= Beginning of Section =

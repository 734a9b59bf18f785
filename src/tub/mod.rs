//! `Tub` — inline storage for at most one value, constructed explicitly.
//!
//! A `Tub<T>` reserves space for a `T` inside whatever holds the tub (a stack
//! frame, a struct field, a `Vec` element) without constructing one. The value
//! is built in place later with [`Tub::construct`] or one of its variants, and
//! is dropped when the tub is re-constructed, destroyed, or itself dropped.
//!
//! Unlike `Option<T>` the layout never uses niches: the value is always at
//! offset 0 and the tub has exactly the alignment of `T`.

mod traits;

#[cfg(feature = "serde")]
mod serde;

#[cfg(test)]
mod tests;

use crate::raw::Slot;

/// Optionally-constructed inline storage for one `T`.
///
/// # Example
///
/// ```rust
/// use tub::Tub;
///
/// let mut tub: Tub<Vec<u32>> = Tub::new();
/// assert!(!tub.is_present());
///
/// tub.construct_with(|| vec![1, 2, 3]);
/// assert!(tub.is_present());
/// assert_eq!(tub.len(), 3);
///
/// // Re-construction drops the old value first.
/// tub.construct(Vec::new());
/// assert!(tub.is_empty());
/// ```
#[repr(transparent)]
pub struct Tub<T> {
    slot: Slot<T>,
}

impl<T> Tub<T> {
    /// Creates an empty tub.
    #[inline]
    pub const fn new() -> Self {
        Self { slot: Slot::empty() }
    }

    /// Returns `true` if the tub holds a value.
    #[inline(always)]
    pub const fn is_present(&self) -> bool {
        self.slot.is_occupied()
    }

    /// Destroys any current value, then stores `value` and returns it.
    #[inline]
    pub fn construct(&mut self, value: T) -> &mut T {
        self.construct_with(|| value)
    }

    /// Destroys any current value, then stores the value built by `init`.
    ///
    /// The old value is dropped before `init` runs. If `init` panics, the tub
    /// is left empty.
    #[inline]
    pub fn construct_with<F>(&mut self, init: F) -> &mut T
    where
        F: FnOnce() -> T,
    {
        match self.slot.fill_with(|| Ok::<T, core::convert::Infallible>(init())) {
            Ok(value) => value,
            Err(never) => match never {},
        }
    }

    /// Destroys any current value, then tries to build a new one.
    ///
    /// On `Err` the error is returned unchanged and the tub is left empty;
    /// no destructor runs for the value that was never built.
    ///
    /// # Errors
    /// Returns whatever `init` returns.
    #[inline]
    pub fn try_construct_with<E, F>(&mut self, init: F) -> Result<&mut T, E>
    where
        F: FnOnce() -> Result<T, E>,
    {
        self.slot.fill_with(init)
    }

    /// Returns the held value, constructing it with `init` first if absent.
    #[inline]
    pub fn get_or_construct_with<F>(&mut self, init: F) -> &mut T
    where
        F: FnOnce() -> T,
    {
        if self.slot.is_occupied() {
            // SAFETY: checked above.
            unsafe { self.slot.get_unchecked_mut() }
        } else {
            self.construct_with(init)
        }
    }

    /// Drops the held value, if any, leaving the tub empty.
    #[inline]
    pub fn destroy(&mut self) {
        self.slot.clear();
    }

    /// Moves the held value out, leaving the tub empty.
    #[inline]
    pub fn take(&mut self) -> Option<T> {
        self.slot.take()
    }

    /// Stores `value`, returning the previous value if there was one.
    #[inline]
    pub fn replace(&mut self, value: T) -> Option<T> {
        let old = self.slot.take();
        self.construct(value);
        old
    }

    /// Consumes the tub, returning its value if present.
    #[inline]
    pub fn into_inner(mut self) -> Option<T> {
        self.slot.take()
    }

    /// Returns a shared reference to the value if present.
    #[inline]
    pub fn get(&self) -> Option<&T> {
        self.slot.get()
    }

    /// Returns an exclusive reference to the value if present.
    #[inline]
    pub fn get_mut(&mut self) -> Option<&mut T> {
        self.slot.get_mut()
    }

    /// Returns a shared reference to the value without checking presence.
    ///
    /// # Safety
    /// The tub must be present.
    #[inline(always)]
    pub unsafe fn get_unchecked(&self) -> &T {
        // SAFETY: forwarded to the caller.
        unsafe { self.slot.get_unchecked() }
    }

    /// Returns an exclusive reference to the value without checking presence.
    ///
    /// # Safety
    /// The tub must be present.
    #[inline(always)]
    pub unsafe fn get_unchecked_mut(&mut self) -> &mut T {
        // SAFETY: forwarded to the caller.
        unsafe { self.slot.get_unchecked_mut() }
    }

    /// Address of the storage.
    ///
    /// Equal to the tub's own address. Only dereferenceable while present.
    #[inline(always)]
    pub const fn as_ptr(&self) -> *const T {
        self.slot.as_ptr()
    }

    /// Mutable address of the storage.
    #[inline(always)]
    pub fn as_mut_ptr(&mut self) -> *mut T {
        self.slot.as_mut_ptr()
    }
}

= End of Section =
= Beginning of Section =

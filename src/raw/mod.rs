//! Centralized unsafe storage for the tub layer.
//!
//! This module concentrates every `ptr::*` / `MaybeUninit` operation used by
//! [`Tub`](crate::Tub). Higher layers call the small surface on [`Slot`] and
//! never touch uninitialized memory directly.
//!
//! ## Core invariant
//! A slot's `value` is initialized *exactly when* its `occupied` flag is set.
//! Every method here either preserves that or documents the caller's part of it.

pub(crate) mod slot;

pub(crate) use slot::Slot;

= End of Section =

== What is required ==
Please return the lines above that run from the line containing "part of it." to the line containing "pub(crate) use slot::Slot;", inclusive, exactly and with no other lines.

== Result ==
//! Every method here either preserves that or documents the caller's part of it.

pub(crate) mod slot;

pub(crate) use slot::Slot;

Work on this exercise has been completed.